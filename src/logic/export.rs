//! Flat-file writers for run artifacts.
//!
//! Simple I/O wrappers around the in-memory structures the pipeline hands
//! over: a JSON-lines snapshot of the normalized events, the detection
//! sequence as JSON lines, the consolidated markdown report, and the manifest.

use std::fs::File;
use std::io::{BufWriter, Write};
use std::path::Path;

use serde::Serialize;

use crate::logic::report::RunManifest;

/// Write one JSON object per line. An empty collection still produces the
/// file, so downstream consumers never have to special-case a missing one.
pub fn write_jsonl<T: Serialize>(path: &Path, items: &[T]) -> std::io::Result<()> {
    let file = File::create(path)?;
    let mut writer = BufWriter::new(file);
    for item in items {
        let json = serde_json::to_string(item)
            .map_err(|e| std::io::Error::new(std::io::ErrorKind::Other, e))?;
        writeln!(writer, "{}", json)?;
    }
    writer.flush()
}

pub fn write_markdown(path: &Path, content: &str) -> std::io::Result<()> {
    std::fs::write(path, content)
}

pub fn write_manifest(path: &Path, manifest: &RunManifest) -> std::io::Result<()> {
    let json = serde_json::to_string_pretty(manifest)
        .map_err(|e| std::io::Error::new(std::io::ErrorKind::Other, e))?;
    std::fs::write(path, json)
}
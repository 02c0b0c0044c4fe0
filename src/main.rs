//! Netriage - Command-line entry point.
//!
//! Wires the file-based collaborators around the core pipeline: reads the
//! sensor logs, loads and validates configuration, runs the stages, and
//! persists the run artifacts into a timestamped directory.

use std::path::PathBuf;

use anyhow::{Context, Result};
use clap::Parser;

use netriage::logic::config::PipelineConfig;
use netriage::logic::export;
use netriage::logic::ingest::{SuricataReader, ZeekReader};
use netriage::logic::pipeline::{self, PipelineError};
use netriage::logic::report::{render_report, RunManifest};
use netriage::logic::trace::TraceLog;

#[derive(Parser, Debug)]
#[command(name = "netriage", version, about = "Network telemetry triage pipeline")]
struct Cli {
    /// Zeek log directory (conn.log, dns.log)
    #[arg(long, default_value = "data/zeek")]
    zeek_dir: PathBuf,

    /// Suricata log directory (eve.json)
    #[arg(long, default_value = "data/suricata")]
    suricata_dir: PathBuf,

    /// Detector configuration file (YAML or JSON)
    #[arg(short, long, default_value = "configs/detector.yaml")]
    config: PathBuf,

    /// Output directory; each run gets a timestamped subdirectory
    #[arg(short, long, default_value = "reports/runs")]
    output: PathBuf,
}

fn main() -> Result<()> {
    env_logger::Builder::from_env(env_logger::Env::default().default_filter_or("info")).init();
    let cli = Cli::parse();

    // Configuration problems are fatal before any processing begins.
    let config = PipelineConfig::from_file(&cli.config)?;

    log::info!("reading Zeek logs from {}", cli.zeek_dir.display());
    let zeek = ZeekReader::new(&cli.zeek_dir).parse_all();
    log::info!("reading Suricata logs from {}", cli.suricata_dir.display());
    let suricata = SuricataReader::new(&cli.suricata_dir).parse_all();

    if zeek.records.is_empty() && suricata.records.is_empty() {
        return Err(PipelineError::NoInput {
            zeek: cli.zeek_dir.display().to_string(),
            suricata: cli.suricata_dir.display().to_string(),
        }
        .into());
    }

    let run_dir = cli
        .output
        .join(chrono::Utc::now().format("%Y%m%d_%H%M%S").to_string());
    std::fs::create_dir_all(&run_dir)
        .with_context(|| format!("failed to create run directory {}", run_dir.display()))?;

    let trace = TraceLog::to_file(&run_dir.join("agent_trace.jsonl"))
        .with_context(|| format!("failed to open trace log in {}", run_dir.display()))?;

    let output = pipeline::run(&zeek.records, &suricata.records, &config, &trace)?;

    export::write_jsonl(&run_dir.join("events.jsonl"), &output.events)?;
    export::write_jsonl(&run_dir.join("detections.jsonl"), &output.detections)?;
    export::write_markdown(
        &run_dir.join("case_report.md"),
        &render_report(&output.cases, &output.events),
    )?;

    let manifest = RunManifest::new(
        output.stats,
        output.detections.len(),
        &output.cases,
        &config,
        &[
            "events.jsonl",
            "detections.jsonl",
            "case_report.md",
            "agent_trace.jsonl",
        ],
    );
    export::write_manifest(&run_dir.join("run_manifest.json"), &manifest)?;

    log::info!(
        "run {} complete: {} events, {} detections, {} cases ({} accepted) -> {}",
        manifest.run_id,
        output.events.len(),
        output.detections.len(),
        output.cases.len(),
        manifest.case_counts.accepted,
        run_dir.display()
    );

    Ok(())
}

# # # # #

• [EXERCISE INSTRUCTIONS] Word for word, set down all of the material.

• [REPLY]
filename src/logic/export.rs
//! Flat-file writers for run artifacts.
//!
//! Simple I/O wrappers around the in-memory structures the pipeline hands
//! over: a JSON-lines snapshot of the normalized events, the detection
//! sequence as JSON lines, the consolidated markdown report, and the manifest.

use std::fs::File;
use std::io::{BufWriter, Write};
use std::path::Path;

use serde::Serialize;

use crate::logic::report::RunManifest;

/// Write one JSON object per line. An empty collection still produces the
/// file, so downstream consumers never have to special-case a missing one.
pub fn write_jsonl<T: Serialize>(path: &Path, items: &[T]) -> std::io::Result<()> {
    let file = File::create(path)?;
    let mut writer = BufWriter::new(file);
    for item in items {
        let json = serde_json::to_string(item)
            .map_err(|e| std::io::Error::new(std::io::ErrorKind::Other, e))?;
        writeln!(writer, "{}", json)?;
    }
    writer.flush()
}

pub fn write_markdown(path: &Path, content: &str) -> std::io::Result<()> {
    std::fs::write(path, content)
}

pub fn write_manifest(path: &Path, manifest: &RunManifest) -> std::io::Result<()> {
    let json = serde_json::to_string_pretty(manifest)
        .map_err(|e| std::io::Error::new(std::io::ErrorKind::Other, e))?;
    std::fs::write(path, json)
}
repository 02c0b0c0044c4fe0
filename src/main.rs
//! Netriage - Command-line entry point.
//!
//! Wires the file-based collaborators around the core pipeline: reads the
//! sensor logs, loads and validates configuration, runs the stages, and
//! persists the run artifacts into a timestamped directory.

use std::path::PathBuf;

use anyhow::{Context, Result};
use clap::Parser;

use netriage::logic::config::PipelineConfig;
use netriage::logic::export;
use netriage::logic::ingest::{SuricataReader, ZeekReader};
use netriage::logic::pipeline::{self, PipelineError};
use netriage::logic::report::{render_report, RunManifest};
use netriage::logic::trace::TraceLog;

#[derive(Parser, Debug)]
#[command(name = "netriage", version, about = "Network telemetry triage pipeline")]
struct Cli {
    /// Zeek log directory (conn.log, dns.log)
    #[arg(long, default_value = "data/zeek")]
    zeek_dir: PathBuf,

    /// Suricata log directory (eve.json)
    #[arg(long, default_value = "data/suricata")]
    suricata_dir: PathBuf,

    /// Detector configuration file (YAML or JSON)
    #[arg(short, long, default_value = "configs/detector.yaml")]
    config: PathBuf,

    /// Output directory; each run gets a timestamped subdirectory
    #[arg(short, long, default_value = "reports/runs")]
    output: PathBuf,
}

fn main() -> Result<()> {
    env_logger::Builder::from_env(env_logger::Env::default().default_filter_or("info")).init();
    let cli = Cli::parse();

    // Configuration problems are fatal before any processing begins.
    let config = PipelineConfig::from_file(&cli.config)?;

    log::info!("reading Zeek logs from {}", cli.zeek_dir.display());
    let zeek = ZeekReader::new(&cli.zeek_dir).parse_all();
    log::info!("reading Suricata logs from {}", cli.suricata_dir.display());
    let suricata = SuricataReader::new(&cli.suricata_dir).parse_all();

    if zeek.records.is_empty() && suricata.records.is_empty() {
        return Err(PipelineError::NoInput {
            zeek: cli.zeek_dir.display().to_string(),
            suricata: cli.suricata_dir.display().to_string(),
        }
        .into());
    }

    let run_dir = cli
        .output
        .join(chrono::Utc::now().format("%Y%m%d_%H%M%S").to_string());
    std::fs::create_dir_all(&run_dir)
        .with_context(|| format!("failed to create run directory {}", run_dir.display()))?;

    let trace = TraceLog::to_file(&run_dir.join("agent_trace.jsonl"))
        .with_context(|| format!("failed to open trace log in {}", run_dir.display()))?;

    let output = pipeline::run(&zeek.records, &suricata.records, &config, &trace)?;

    export::write_jsonl(&run_dir.join("events.jsonl"), &output.events)?;
    export::write_jsonl(&run_dir.join("detections.jsonl"), &output.detections)?;
    export::write_markdown(
        &run_dir.join("case_report.md"),
        &render_report(&output.cases, &output.events),
    )?;

    let manifest = RunManifest::new(
        output.stats,
        output.detections.len(),
        &output.cases,
        &config,
        &[
            "events.jsonl",
            "detections.jsonl",
            "case_report.md",
            "agent_trace.jsonl",
        ],
    );
    export::write_manifest(&run_dir.join("run_manifest.json"), &manifest)?;

    log::info!(
        "run {} complete: {} events, {} detections, {} cases ({} accepted) -> {}",
        manifest.run_id,
        output.events.len(),
        output.detections.len(),
        output.cases.len(),
        manifest.case_counts.accepted,
        run_dir.display()
    );

    Ok(())
}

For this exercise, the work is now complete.